▶ **TASK DETAILS**
Keeping every line intact, repeat the data word for word.

▶ **MATERIAL TO PROCESS**
◇ ◇ ◇ ◇ ◇ ◇ ◇
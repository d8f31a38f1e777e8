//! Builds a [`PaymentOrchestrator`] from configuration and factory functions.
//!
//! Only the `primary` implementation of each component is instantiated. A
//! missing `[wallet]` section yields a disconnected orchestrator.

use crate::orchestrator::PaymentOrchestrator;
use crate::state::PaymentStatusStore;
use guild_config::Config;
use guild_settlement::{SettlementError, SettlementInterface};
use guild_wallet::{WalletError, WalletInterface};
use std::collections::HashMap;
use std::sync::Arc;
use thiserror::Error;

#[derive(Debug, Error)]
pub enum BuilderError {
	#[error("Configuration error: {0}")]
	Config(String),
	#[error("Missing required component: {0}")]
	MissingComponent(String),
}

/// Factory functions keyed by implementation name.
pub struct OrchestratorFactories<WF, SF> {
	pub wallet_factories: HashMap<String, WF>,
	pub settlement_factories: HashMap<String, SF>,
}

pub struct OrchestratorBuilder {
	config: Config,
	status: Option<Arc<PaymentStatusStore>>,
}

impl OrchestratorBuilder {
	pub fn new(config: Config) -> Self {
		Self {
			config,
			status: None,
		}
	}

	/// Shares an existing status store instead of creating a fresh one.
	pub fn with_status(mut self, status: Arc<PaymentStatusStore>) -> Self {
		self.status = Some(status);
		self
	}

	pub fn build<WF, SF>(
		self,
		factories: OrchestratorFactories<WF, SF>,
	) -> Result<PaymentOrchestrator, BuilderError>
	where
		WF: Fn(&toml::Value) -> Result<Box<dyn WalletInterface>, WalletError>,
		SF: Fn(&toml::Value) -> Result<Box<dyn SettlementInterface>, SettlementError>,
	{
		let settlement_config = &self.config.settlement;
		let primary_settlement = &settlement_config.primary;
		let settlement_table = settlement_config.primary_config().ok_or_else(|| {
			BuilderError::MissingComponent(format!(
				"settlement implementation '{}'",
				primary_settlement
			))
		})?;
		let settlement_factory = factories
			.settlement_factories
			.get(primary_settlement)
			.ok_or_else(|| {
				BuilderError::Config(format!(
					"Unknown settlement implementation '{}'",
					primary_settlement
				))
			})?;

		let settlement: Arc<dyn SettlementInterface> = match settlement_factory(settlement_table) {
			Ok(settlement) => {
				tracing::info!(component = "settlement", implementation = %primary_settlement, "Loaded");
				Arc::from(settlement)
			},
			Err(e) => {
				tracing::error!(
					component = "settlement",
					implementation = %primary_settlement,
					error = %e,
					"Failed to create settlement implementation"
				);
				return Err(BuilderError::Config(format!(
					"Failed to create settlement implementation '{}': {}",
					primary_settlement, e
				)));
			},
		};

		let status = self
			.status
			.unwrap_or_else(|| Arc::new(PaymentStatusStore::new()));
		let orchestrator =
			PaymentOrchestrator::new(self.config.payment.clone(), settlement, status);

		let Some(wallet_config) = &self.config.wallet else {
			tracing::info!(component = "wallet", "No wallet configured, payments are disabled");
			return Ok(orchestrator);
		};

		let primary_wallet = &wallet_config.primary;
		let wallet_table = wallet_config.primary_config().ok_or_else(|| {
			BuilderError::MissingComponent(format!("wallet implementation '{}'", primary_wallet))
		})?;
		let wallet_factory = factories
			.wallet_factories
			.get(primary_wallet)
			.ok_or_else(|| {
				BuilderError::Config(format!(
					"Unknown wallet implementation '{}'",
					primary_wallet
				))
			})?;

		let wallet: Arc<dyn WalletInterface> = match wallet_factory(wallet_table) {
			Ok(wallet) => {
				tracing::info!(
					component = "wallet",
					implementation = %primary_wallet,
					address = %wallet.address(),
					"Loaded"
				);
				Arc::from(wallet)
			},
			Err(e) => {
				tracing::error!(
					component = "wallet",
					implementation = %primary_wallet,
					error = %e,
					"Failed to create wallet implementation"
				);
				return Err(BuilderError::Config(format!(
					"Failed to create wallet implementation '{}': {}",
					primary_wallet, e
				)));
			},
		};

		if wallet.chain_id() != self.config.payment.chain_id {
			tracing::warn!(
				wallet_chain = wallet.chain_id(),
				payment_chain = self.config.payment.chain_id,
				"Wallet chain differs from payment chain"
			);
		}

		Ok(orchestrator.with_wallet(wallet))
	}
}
◇ ◇ ◇ ◇ ◇ ◇ ◇
▶ **RESPONSE FOR THIS EXERCISE**
repository d8f31a38f1e777e8
//! Builds a [`PaymentOrchestrator`] from configuration and factory functions.
//!
//! Only the `primary` implementation of each component is instantiated. A
//! missing `[wallet]` section yields a disconnected orchestrator.

use crate::orchestrator::PaymentOrchestrator;
use crate::state::PaymentStatusStore;
use guild_config::Config;
use guild_settlement::{SettlementError, SettlementInterface};
use guild_wallet::{WalletError, WalletInterface};
use std::collections::HashMap;
use std::sync::Arc;
use thiserror::Error;

#[derive(Debug, Error)]
pub enum BuilderError {
	#[error("Configuration error: {0}")]
	Config(String),
	#[error("Missing required component: {0}")]
	MissingComponent(String),
}

/// Factory functions keyed by implementation name.
pub struct OrchestratorFactories<WF, SF> {
	pub wallet_factories: HashMap<String, WF>,
	pub settlement_factories: HashMap<String, SF>,
}

pub struct OrchestratorBuilder {
	config: Config,
	status: Option<Arc<PaymentStatusStore>>,
}

impl OrchestratorBuilder {
	pub fn new(config: Config) -> Self {
		Self {
			config,
			status: None,
		}
	}

	/// Shares an existing status store instead of creating a fresh one.
	pub fn with_status(mut self, status: Arc<PaymentStatusStore>) -> Self {
		self.status = Some(status);
		self
	}

	pub fn build<WF, SF>(
		self,
		factories: OrchestratorFactories<WF, SF>,
	) -> Result<PaymentOrchestrator, BuilderError>
	where
		WF: Fn(&toml::Value) -> Result<Box<dyn WalletInterface>, WalletError>,
		SF: Fn(&toml::Value) -> Result<Box<dyn SettlementInterface>, SettlementError>,
	{
		let settlement_config = &self.config.settlement;
		let primary_settlement = &settlement_config.primary;
		let settlement_table = settlement_config.primary_config().ok_or_else(|| {
			BuilderError::MissingComponent(format!(
				"settlement implementation '{}'",
				primary_settlement
			))
		})?;
		let settlement_factory = factories
			.settlement_factories
			.get(primary_settlement)
			.ok_or_else(|| {
				BuilderError::Config(format!(
					"Unknown settlement implementation '{}'",
					primary_settlement
				))
			})?;

		let settlement: Arc<dyn SettlementInterface> = match settlement_factory(settlement_table) {
			Ok(settlement) => {
				tracing::info!(component = "settlement", implementation = %primary_settlement, "Loaded");
				Arc::from(settlement)
			},
			Err(e) => {
				tracing::error!(
					component = "settlement",
					implementation = %primary_settlement,
					error = %e,
					"Failed to create settlement implementation"
				);
				return Err(BuilderError::Config(format!(
					"Failed to create settlement implementation '{}': {}",
					primary_settlement, e
				)));
			},
		};

		let status = self
			.status
			.unwrap_or_else(|| Arc::new(PaymentStatusStore::new()));
		let orchestrator =
			PaymentOrchestrator::new(self.config.payment.clone(), settlement, status);

		let Some(wallet_config) = &self.config.wallet else {
			tracing::info!(component = "wallet", "No wallet configured, payments are disabled");
			return Ok(orchestrator);
		};

		let primary_wallet = &wallet_config.primary;
		let wallet_table = wallet_config.primary_config().ok_or_else(|| {
			BuilderError::MissingComponent(format!("wallet implementation '{}'", primary_wallet))
		})?;
		let wallet_factory = factories
			.wallet_factories
			.get(primary_wallet)
			.ok_or_else(|| {
				BuilderError::Config(format!(
					"Unknown wallet implementation '{}'",
					primary_wallet
				))
			})?;

		let wallet: Arc<dyn WalletInterface> = match wallet_factory(wallet_table) {
			Ok(wallet) => {
				tracing::info!(
					component = "wallet",
					implementation = %primary_wallet,
					address = %wallet.address(),
					"Loaded"
				);
				Arc::from(wallet)
			},
			Err(e) => {
				tracing::error!(
					component = "wallet",
					implementation = %primary_wallet,
					error = %e,
					"Failed to create wallet implementation"
				);
				return Err(BuilderError::Config(format!(
					"Failed to create wallet implementation '{}': {}",
					primary_wallet, e
				)));
			},
		};

		if wallet.chain_id() != self.config.payment.chain_id {
			tracing::warn!(
				wallet_chain = wallet.chain_id(),
				payment_chain = self.config.payment.chain_id,
				"Wallet chain differs from payment chain"
			);
		}

		Ok(orchestrator.with_wallet(wallet))
	}
}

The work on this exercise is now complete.